Gonzalez went on to detail a story he remembers Reist covering in class — a story about a little boy who loses faith in his hero.
“It had a really complex set of ideas,” he said. “Reist just went straight at it, illuminating it in many different ways. He was able to blend the most weighty, sad, and curious ideas and emotions with comedy in a way that was almost bewildering.”
Gonzalez said the mixed approach gave him a fuller understanding of what was going on in the literature.
“More so than anybody else, Dr. Reist speaks in a way that to me represents how the brain actually works,” he said. “So it is chaotic, right? Your brain can think all these weird associations quickly and that’s chaotic. He embraced all the associations in class.”
Purdy, who took one of Reist’s class at least once every year he was at Hillsdale, said Reist was the very first professor he had in class.

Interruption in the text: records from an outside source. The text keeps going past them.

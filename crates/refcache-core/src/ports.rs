// SPDX-License-Identifier: Apache-2.0
// © James Ross Ω FLYING•ROBOTS <https://github.com/flyingrobots>
//! Ports for collaborators the writer calls out to without depending on them.

use serde_json::{Map, Value};

use crate::selection::{SelectionSet, Variables};
use crate::value::StoreValue;

/// Notified after an entity record carrying a TTL marker has been committed.
///
/// Implementations must not block: the write has already succeeded and its
/// outcome does not depend on what happens here.
pub trait EvictionHook: Send + Sync {
    /// `marker` is the raw value of the configured TTL field.
    fn entity_written(&self, id: &str, marker: &StoreValue);
}

/// Read-side check used to skip merging entities that are already current.
pub trait FreshnessProbe: Send + Sync {
    /// Returns `true` if reading `selection_set` from entity `id` would yield
    /// exactly `result`.
    fn is_fresh(
        &self,
        id: &str,
        selection_set: &SelectionSet,
        result: &Map<String, Value>,
        variables: &Variables,
    ) -> bool;
}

“I had him for an 8 a.m.,” he said. “I didn’t really know what to expect, and walking out of his class that first day, I still didn’t know what was going on. He had a very specific teaching style. It took a little bit to catch on.”
Purdy said his teaching may or may not have been rooted in the text, but students always walked away feeling as though they had learned something — if not about the text, then about life in general.
Purdy said Reist was the same person one-on-one in his office that he was in class, except for the fact that if you were with him one-on-one you had the opportunity for more serious conversations.
“You had this sense that everything was confidential,” he said. “In that sense, he gained a lot of trust on campus.”
Purdy said that when Reist taught at Hillsdale, he was always very keyed-in to campus life. He had friends across departments. In addition, Purdy said Reist was a staunch believer in campus press, specifically The Collegian. Reist is the one who came up with the name for the school paper’s satire page, The Hellsdale Collision.
“When he had a problem with what was going on, Reist was never afraid to speak up,” Purdy said. “He seemed to think of himself at least in part as a kind of compass for the school. He felt an obligation to speak his mind, and this made him a real asset to the school.”
Gonzalez, who will also say a few words at the Fairfield event, said John Reist an undeniable impact on his life.
“I’ve never met anybody like Dr. Reist,” Gonzalez said. “And I’m a news reporter — I’ve met a lot of people — just no one like him.”